How many triggers can there be out there?... a reminder of a moment of past trauma sneaks up and surprises you with a dose of emotion. Completely overwhelmed, and usually including unexpected crying. Each trigger is a new journey to crawl out of the emotional pit of pain. How long do the triggers last?
I can relate, especially to the unexpected crying. I've been thinking a lot about what I can say, and I consulted with April/Scabs. We talked and I'll share my thoughts (which might also be her thoughts.)
Regarding triggers, I know there is scientific evidence that they are subconscious, that we have no control over them. And I believe this is true. But we do have control in our response to them, and I also believe that as we learn to cope with our response the triggers lose their power.
April pointed out to me that very often, triggers are lies, lies that act as fuel for our negative emotions. They are feelings of hopelessness, lack of control, despair and hurt. But we know there IS hope, we DO have control over our emotions and we CAN heal from despair and hurt.
I think triggers are also based in fear. We are afraid of what it will feel like when we are reminded of the indescretion of our husband. We are afraid of what it will feel like when he relapses. We are afraid of relinquishing our feelings of resentment, lest we forgive too quickly or lose our self-imagined influence.

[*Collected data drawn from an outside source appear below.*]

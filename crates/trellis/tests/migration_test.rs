//! Schema migration: preview tokens, upgrader chains, version boundaries.

mod common;

use serde::{Deserialize, Serialize};
use serde_json::json;
use tempfile::TempDir;

use trellis::prelude::*;

#[derive(Debug, Clone, Serialize, Deserialize)]
struct CustomerV1 {
    id: String,
    name: String,
}

impl Entity for CustomerV1 {
    fn type_name() -> &'static str {
        "Customer"
    }

    fn schema() -> TypeSchema {
        TypeSchema::entity("Customer")
            .primary_key("id")
            .field("name", TypeSpec::str())
    }

    fn key(&self) -> String {
        self.id.clone()
    }
}

#[derive(Debug, Clone, Serialize, Deserialize)]
struct CustomerV2 {
    id: String,
    name: String,
    email: String,
}

impl Entity for CustomerV2 {
    fn type_name() -> &'static str {
        "Customer"
    }

    fn schema() -> TypeSchema {
        TypeSchema::entity("Customer")
            .primary_key("id")
            .field("name", TypeSpec::str())
            .field("email", TypeSpec::str())
    }

    fn key(&self) -> String {
        self.id.clone()
    }
}

fn sqlite_uri(dir: &TempDir) -> String {
    format!("sqlite://{}", dir.path().join("onto.db").display())
}

fn object_uri(dir: &TempDir) -> String {
    format!("file://{}", dir.path().join("store").display())
}

fn seed_v1(uri: &str) -> i64 {
    let mut session = Session::builder(uri).entity::<CustomerV1>().open().unwrap();
    session.ensure(
        CustomerV1 {
            id: "c1".into(),
            name: "Alice".into(),
        }
        .as_intent()
        .unwrap(),
    );
    session.commit().unwrap().unwrap()
}

fn email_upgrader() -> UpgraderRegistry {
    let mut registry = UpgraderRegistry::new();
    registry.register("Customer", 1, |mut fields| {
        let name = fields
            .get("name")
            .and_then(|v| v.as_str())
            .unwrap_or("unknown")
            .to_lowercase();
        fields.insert("email".into(), json!(format!("{name}@example.com")));
        Ok(fields)
    });
    registry
}

fn run_migration_flow(uri: &str) {
    let data_commit = seed_v1(uri);

    let mut session = Session::builder(uri).entity::<CustomerV2>().open().unwrap();

    // Validation reports drift before migration.
    let err = session.validate().unwrap_err();
    match err {
        TrellisError::SchemaOutdated { diffs } => {
            assert_eq!(diffs.len(), 1);
            assert_eq!(diffs[0].type_name, "Customer");
            assert_eq!(diffs[0].added_fields, vec!["email"]);
        }
        other => panic!("unexpected error {other:?}"),
    }

    // Preview: one type with data, upgrader required.
    let preview = session.migrate_preview(None).unwrap();
    assert!(preview.has_changes);
    assert_eq!(preview.types_requiring_upgraders, vec!["Customer"]);
    assert!(preview.types_schema_only.is_empty());
    assert_eq!(preview.estimated_rows.get("Customer"), Some(&1));
    assert_eq!(preview.missing_upgraders, vec!["Customer"]);

    let upgraders = email_upgrader();
    let preview = session.migrate_preview(Some(&upgraders)).unwrap();
    assert!(preview.missing_upgraders.is_empty());

    // Apply with the preview token.
    let result = session
        .migrate_apply(Some(&preview.token), false, &upgraders)
        .unwrap();
    assert!(result.success);
    assert_eq!(result.types_migrated, vec!["Customer"]);
    assert_eq!(result.rows_migrated.get("Customer"), Some(&1));
    assert_eq!(result.new_schema_versions.get("Customer"), Some(&2));

    // Immediately re-running preview reports a clean state.
    let preview = session.migrate_preview(None).unwrap();
    assert!(!preview.has_changes);
    session.validate().unwrap();

    // Current reads see the rewritten v2 population.
    let hit = session
        .query()
        .entities::<CustomerV2>()
        .first()
        .unwrap()
        .unwrap();
    assert_eq!(hit.email, "alice@example.com");
    let migration_commit = hit.meta.commit_id;
    assert!(migration_commit > data_commit);

    // Reads before the activation commit are empty with a diagnostic.
    let before = session
        .query()
        .entities::<CustomerV2>()
        .as_of(data_commit)
        .collect()
        .unwrap();
    assert!(before.is_empty());
    let diag = session.repo().last_query_diagnostics().unwrap();
    assert_eq!(diag.reason, "commit_before_activation");
    assert_eq!(diag.activation_commit_id, migration_commit);

    // At the activation commit the v2 state is visible.
    let at = session
        .query()
        .entities::<CustomerV2>()
        .as_of(migration_commit)
        .first()
        .unwrap()
        .unwrap();
    assert_eq!(at.email, "alice@example.com");
}

#[test]
fn test_migration_flow_sqlite() {
    let dir = TempDir::new().unwrap();
    run_migration_flow(&sqlite_uri(&dir));
}

#[test]
fn test_migration_flow_object() {
    let dir = TempDir::new().unwrap();
    run_migration_flow(&object_uri(&dir));
}

#[test]
fn test_stale_token_rejected() {
    let dir = TempDir::new().unwrap();
    let uri = sqlite_uri(&dir);
    seed_v1(&uri);

    let mut v2 = Session::builder(&uri).entity::<CustomerV2>().open().unwrap();
    let preview = v2.migrate_preview(None).unwrap();
    let stale_token = preview.token;

    // Head moves between preview and apply.
    let mut v1 = Session::builder(&uri).entity::<CustomerV1>().open().unwrap();
    v1.ensure(
        CustomerV1 {
            id: "c2".into(),
            name: "Bob".into(),
        }
        .as_intent()
        .unwrap(),
    );
    v1.commit().unwrap();

    let err = v2
        .migrate_apply(Some(&stale_token), false, &email_upgrader())
        .unwrap_err();
    assert!(matches!(err, TrellisError::MigrationToken(_)));

    // Force skips token verification (still recomputed under the lock).
    let result = v2.migrate_apply(None, true, &email_upgrader()).unwrap();
    assert_eq!(result.rows_migrated.get("Customer"), Some(&2));
}

#[test]
fn test_missing_upgrader_aborts() {
    let dir = TempDir::new().unwrap();
    let uri = sqlite_uri(&dir);
    seed_v1(&uri);

    let mut v2 = Session::builder(&uri).entity::<CustomerV2>().open().unwrap();
    let preview = v2.migrate_preview(None).unwrap();
    let err = v2
        .migrate_apply(Some(&preview.token), false, &UpgraderRegistry::new())
        .unwrap_err();
    match err {
        TrellisError::MissingUpgrader { missing } => {
            assert_eq!(missing["Customer"], vec![1]);
        }
        other => panic!("unexpected error {other:?}"),
    }

    // Nothing was applied.
    let preview = v2.migrate_preview(None).unwrap();
    assert!(preview.has_changes);
}

#[test]
fn test_failing_upgrader_rolls_back() {
    let dir = TempDir::new().unwrap();
    let uri = sqlite_uri(&dir);
    seed_v1(&uri);

    let mut registry = UpgraderRegistry::new();
    registry.register("Customer", 1, |_fields| {
        Err(TrellisError::Validation("cannot upgrade".into()))
    });

    let mut v2 = Session::builder(&uri).entity::<CustomerV2>().open().unwrap();
    let preview = v2.migrate_preview(None).unwrap();
    let err = v2
        .migrate_apply(Some(&preview.token), false, &registry)
        .unwrap_err();
    match err {
        TrellisError::UpgraderFailed {
            type_name,
            identity,
            stage,
            ..
        } => {
            assert_eq!(type_name, "Customer");
            assert_eq!(identity, "c1");
            assert_eq!(stage, "upgrade");
        }
        other => panic!("unexpected error {other:?}"),
    }

    // The failed apply left no migration commit behind.
    assert_eq!(v2.repo().head_commit_id().unwrap(), Some(1));
}

#[test]
fn test_schema_only_migration() {
    let dir = TempDir::new().unwrap();
    let uri = sqlite_uri(&dir);

    // Register v1 without writing any rows.
    let mut v1 = Session::builder(&uri).entity::<CustomerV1>().open().unwrap();
    v1.validate().unwrap();
    drop(v1);

    let mut v2 = Session::builder(&uri).entity::<CustomerV2>().open().unwrap();
    let preview = v2.migrate_preview(None).unwrap();
    assert!(preview.has_changes);
    assert_eq!(preview.types_schema_only, vec!["Customer"]);
    assert!(preview.types_requiring_upgraders.is_empty());
    // No upgraders needed for a zero-row type.
    assert!(preview.missing_upgraders.is_empty());

    let result = v2
        .migrate_apply(Some(&preview.token), false, &UpgraderRegistry::new())
        .unwrap();
    assert_eq!(result.rows_migrated.get("Customer"), Some(&0));
    v2.validate().unwrap();
}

Why can't I put all this away? He's been clean for a few months. He thinks he will never use again. He says there are no temptations. How many times has this happened and then the cycle begins again? Will the worry about when the next bomb will drop ever release its hold?
It took Pete years, yes YEARS, to realize that a few months without temptation did not mean he was free from the addiction. Marlee just posted the other day that her husband went 2 1/2 years sober. I don't say this to discourage you, just to give you knowledge. I've said it so many times but I'll say it again. Ignorance is bliss, but knowledge is power. This does not mean it is your job to convince your husband of this knowledge, let him come to it on his own. But tuck it away in your aresenal so you can be prepared and accepting of the future.
There is a good chance he will relapse, and YOU WILL BE OKAY. Ask Mac.
I believe you CAN put it all away. I know I don't worry about when the next bomb will drop anymore because I've let go of my fears about how badly that will hurt. I know I will be disappointed and hurt, but I also know that I don't need to have anxiety about it. I can cope with disappointment and hurt, I have faith that I will be taken care of by a loving Savior and Heavenly Father. And I don't mean they will care for me by curing my husband, they will care for me by giving me an endowment of strength and peace during those difficult moments.
These feelings don't come naturally. I've had to discover them, nurture them and carefully select the emotions I want to keep around by making a deliberate effort to discard the ones I don't. The negative emotions still come to me. For me it comes in the form of self-pity. I fight it daily and sometimes I don't fight at all, I just wallow. Those days are miserable. I hate them. But it is the path of least resistance, and unfortunately, we all know, it is resistance that builds strength. So I try to resist the lies that creep in, and in doing so build strength against them.